** WHAT IS REQUIRED **
Using the entries that follow, please report how many lines contain the word "setup", with no other words.
SUPPLIED RECORDS below:
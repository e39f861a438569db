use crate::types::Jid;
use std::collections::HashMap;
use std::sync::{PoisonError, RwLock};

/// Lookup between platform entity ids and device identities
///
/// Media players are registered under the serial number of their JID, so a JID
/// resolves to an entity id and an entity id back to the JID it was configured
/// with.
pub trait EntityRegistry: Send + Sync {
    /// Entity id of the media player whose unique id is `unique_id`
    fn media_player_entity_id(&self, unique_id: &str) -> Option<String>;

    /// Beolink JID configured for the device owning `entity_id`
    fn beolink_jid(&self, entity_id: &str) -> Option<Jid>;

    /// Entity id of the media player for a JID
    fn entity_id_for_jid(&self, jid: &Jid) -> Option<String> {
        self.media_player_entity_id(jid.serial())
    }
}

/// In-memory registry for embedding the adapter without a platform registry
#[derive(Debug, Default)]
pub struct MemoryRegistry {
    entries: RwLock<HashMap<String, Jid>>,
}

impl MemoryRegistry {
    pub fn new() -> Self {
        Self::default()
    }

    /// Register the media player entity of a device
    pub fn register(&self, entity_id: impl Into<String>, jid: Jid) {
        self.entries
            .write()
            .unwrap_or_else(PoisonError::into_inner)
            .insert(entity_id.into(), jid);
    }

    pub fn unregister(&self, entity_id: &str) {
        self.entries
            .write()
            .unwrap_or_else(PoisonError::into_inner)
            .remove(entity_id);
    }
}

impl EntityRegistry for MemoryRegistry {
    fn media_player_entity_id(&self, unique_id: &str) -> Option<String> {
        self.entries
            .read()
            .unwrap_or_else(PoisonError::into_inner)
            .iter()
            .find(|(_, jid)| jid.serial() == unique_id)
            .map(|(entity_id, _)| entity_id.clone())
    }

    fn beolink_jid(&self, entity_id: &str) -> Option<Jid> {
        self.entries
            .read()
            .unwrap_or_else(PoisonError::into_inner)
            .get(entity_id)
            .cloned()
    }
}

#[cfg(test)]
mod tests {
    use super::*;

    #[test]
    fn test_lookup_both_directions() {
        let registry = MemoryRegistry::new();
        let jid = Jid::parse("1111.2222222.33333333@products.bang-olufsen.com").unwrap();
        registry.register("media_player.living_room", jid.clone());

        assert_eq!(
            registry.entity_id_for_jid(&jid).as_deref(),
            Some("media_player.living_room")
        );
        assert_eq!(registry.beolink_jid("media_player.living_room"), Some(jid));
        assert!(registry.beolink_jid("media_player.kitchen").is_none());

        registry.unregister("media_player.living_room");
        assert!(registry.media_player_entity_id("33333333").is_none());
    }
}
End of SUPPLIED RECORDS.
SUPPLIED RECORDS below:
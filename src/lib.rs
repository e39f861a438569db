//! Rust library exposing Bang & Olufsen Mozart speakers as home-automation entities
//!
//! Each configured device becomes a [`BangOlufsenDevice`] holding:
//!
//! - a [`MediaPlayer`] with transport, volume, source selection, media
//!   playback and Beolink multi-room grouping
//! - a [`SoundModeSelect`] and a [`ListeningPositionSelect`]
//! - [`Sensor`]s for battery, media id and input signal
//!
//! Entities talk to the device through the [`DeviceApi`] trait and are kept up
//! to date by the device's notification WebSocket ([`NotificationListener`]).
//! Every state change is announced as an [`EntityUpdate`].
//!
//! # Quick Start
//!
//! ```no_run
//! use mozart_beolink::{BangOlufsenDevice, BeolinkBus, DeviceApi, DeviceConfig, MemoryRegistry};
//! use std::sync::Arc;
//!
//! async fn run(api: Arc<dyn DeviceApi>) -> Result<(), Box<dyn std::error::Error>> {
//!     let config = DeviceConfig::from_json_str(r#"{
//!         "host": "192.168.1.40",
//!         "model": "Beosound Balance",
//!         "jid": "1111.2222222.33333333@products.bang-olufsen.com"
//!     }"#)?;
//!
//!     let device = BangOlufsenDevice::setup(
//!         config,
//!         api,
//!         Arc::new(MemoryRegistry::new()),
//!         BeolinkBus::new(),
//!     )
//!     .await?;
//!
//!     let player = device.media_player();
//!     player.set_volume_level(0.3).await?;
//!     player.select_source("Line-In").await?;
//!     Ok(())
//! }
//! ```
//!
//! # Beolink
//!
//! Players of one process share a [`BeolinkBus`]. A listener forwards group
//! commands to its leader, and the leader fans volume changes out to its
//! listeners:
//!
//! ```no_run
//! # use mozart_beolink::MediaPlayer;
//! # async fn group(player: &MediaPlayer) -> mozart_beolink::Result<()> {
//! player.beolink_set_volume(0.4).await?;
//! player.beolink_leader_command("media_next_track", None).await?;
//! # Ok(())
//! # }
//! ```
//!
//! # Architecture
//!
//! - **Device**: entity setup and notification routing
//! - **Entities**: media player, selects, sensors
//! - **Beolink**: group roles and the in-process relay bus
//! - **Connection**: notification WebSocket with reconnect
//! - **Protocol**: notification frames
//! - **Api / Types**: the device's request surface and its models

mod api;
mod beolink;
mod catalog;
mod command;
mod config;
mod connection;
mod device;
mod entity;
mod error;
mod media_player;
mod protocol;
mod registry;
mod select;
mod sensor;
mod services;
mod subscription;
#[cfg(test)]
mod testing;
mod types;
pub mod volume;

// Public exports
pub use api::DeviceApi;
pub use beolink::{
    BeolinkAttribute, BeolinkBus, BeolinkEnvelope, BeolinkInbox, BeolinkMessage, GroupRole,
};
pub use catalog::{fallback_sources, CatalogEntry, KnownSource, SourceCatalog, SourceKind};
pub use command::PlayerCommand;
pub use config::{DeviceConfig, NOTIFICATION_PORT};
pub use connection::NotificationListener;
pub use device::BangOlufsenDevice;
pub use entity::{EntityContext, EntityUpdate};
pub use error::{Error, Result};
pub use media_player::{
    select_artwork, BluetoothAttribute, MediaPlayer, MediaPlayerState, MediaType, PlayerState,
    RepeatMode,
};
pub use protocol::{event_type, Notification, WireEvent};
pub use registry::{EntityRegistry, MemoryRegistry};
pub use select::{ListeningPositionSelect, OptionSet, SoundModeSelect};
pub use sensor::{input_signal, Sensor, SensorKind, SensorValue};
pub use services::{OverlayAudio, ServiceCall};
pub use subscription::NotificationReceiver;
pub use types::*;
End of SUPPLIED RECORDS.
SUPPLIED RECORDS below:
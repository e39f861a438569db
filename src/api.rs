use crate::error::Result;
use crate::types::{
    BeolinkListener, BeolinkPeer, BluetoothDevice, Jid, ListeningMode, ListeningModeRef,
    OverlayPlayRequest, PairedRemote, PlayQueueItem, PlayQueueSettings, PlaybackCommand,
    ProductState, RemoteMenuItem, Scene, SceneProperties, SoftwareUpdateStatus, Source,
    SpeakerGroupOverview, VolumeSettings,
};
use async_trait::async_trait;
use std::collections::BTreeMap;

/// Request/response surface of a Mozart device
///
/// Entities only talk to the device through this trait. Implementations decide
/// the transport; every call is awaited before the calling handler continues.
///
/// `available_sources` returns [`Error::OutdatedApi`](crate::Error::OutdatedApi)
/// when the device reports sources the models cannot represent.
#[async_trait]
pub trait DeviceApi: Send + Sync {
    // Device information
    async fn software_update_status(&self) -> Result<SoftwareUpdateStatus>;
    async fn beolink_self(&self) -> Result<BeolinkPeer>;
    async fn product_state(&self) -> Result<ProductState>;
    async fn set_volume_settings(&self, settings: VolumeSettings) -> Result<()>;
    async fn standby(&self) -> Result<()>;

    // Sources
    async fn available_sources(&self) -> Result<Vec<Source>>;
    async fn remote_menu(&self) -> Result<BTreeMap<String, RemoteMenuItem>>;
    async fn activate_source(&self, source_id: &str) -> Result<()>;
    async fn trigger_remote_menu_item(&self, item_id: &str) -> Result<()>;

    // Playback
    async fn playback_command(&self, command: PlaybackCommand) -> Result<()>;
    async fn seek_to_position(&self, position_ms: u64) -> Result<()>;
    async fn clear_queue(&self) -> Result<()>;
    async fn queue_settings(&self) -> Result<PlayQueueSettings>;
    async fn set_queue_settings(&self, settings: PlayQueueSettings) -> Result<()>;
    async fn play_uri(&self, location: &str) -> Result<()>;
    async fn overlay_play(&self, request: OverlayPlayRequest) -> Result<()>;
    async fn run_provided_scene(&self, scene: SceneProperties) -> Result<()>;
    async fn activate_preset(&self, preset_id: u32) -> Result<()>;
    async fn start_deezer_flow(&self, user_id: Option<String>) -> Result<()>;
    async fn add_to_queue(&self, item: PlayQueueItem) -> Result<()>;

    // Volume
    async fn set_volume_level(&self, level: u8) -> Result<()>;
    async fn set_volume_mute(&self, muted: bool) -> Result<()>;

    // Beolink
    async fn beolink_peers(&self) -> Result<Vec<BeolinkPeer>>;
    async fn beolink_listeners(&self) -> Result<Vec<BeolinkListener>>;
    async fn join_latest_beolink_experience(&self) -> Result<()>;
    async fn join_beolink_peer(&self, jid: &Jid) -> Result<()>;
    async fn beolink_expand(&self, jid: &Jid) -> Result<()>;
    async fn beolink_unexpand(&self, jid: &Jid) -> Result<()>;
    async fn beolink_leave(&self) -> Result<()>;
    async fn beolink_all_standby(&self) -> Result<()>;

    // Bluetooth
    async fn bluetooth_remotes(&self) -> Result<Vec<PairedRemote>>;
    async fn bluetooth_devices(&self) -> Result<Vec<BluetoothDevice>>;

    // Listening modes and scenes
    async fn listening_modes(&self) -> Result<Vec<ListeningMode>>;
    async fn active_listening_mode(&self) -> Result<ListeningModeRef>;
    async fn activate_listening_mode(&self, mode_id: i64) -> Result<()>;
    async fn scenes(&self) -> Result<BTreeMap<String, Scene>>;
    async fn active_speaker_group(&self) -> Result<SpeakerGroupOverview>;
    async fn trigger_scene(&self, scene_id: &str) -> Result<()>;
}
End of SUPPLIED RECORDS.
** TASK ANSWER **
2